Uplifting and exhilarating, School of Rock The Musical has opened at the New London Theatre to wide acclaim. Performances have left critics cheering and fans stamping and applauding the cast – which includes 13 super-talented children aged between 9 and 13.

The production, directed by Laurence Connor, has been called by the Independent a “quirky hoot with a heart, a fable about the empowering force of music that crackles with mischief and sly irreverence”. The Guardian said it was “Andrew Lloyd Webber’s most exuberant show in years”.

Supported by Bruno Wang Productions, School of Rock the Musical is based on the classic 2003 movie School of Rock which was written by Mike White and starred the ebullient Jack Black as the wannabe rocker Dewey Finn. Reprising Black’s role on the stage is no mean feat, but David Fynn, who starred in the US sitcom Undateable, handles the part with verve.

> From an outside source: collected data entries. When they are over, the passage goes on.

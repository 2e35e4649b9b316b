//! Per-type token grammars.
//!
//! [`FromToken`] is the single extension point of the parsing layer: one
//! `tryParse`-style function per target type. Everything else (fallback
//! substitution, flattening, silent drops) is generic over it.

use uuid::Uuid;

/// Parses a single raw token into a typed value.
///
/// Implementations receive a token that is already trimmed and non-empty
/// (see [`parse_token`]) and return `None` when the token does not match
/// the type's grammar. Implementations never panic.
///
/// # Example
///
/// ```rust
/// use reqval_core::FromToken;
///
/// assert_eq!(i32::from_token("-42"), Some(-42));
/// assert_eq!(i32::from_token("nope"), None);
/// assert_eq!(bool::from_token("True"), Some(true));
/// ```
pub trait FromToken: Sized {
    /// Attempts to parse `token` into this type.
    fn from_token(token: &str) -> Option<Self>;
}

/// Parses a raw token, treating empty and whitespace-only input as absent.
///
/// Surrounding ASCII whitespace is trimmed before the type grammar is
/// applied, so `" 42 "` parses as an integer the same way `"42"` does.
pub fn parse_token<T: FromToken>(token: &str) -> Option<T> {
    let token = token.trim();
    if token.is_empty() {
        return None;
    }
    T::from_token(token)
}

macro_rules! impl_from_token_via_from_str {
    ($($ty:ty),+ $(,)?) => {
        $(
            impl FromToken for $ty {
                fn from_token(token: &str) -> Option<Self> {
                    token.parse().ok()
                }
            }
        )+
    };
}

// Integers: optional sign plus decimal digits. Floats: invariant decimal
// with optional exponent. Both match Rust's `FromStr` grammar exactly.
impl_from_token_via_from_str!(i8, i16, i32, i64, i128, isize);
impl_from_token_via_from_str!(u8, u16, u32, u64, u128, usize);
impl_from_token_via_from_str!(f32, f64);

impl FromToken for bool {
    /// Accepts `true`/`1`/`t` and `false`/`0`/`f`, case-insensitively.
    /// Any other token is a parse failure, not `false`.
    fn from_token(token: &str) -> Option<Self> {
        if token.eq_ignore_ascii_case("true")
            || token.eq_ignore_ascii_case("t")
            || token == "1"
        {
            Some(true)
        } else if token.eq_ignore_ascii_case("false")
            || token.eq_ignore_ascii_case("f")
            || token == "0"
        {
            Some(false)
        } else {
            None
        }
    }
}

impl FromToken for String {
    fn from_token(token: &str) -> Option<Self> {
        Some(token.to_string())
    }
}

impl FromToken for Uuid {
    /// Accepts the standard 32-hex-digit forms: hyphenated, simple,
    /// braced and URN.
    fn from_token(token: &str) -> Option<Self> {
        Uuid::parse_str(token).ok()
    }
}

/// Implements [`FromToken`] for a unit enum by case-insensitive variant
/// name matching.
///
/// The lookup is a name match, never a numeric index parse: `"1"` does not
/// resolve to the second variant. Unknown names are a parse failure and
/// follow the usual fallback/drop rules.
///
/// # Example
///
/// ```rust
/// use reqval_core::{enum_token, FromToken};
///
/// #[derive(Debug, Clone, Copy, PartialEq, Eq, Default)]
/// enum SortOrder {
///     #[default]
///     Asc,
///     Desc,
/// }
///
/// enum_token!(SortOrder { Asc, Desc });
///
/// assert_eq!(SortOrder::from_token("desc"), Some(SortOrder::Desc));
/// assert_eq!(SortOrder::from_token("DESC"), Some(SortOrder::Desc));
/// assert_eq!(SortOrder::from_token("unknown"), None);
/// ```
#[macro_export]
macro_rules! enum_token {
    ($ty:ty { $($variant:ident),+ $(,)? }) => {
        impl $crate::FromToken for $ty {
            fn from_token(token: &str) -> Option<Self> {
                $(
                    if token.eq_ignore_ascii_case(stringify!($variant)) {
                        return Some(Self::$variant);
                    }
                )+
                None
            }
        }
    };
}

Finn is the fake teacher who is horrified at being given charge of a class of straight-A students at Horace Green Preparatory School, and subverts their education from Latin and Greek to Deep Purple and Iron Maiden. He is challenged by the seemingly straight-laced Ms Rosalie Mullins (played by Florence Andrews with humour and pathos) who is won over through her secret passion for Fleetwood Mac.

But while Fynn and his fellow adult actors handle the main roles with authority, the real stars are the child performers who dominate the show, playing all their own instruments (as a pre-recorded Andrew Lloyd Webber tells the auditorium before the show begins).

Whether they are speaking lines written by Downton Abbey’s Julian Fellowes, or performing to sing-along hits like Stick it to the Man or the title song School of Rock, the children take the audience all the way to Dewey Finn’s dream destination: the top of Mount Rock.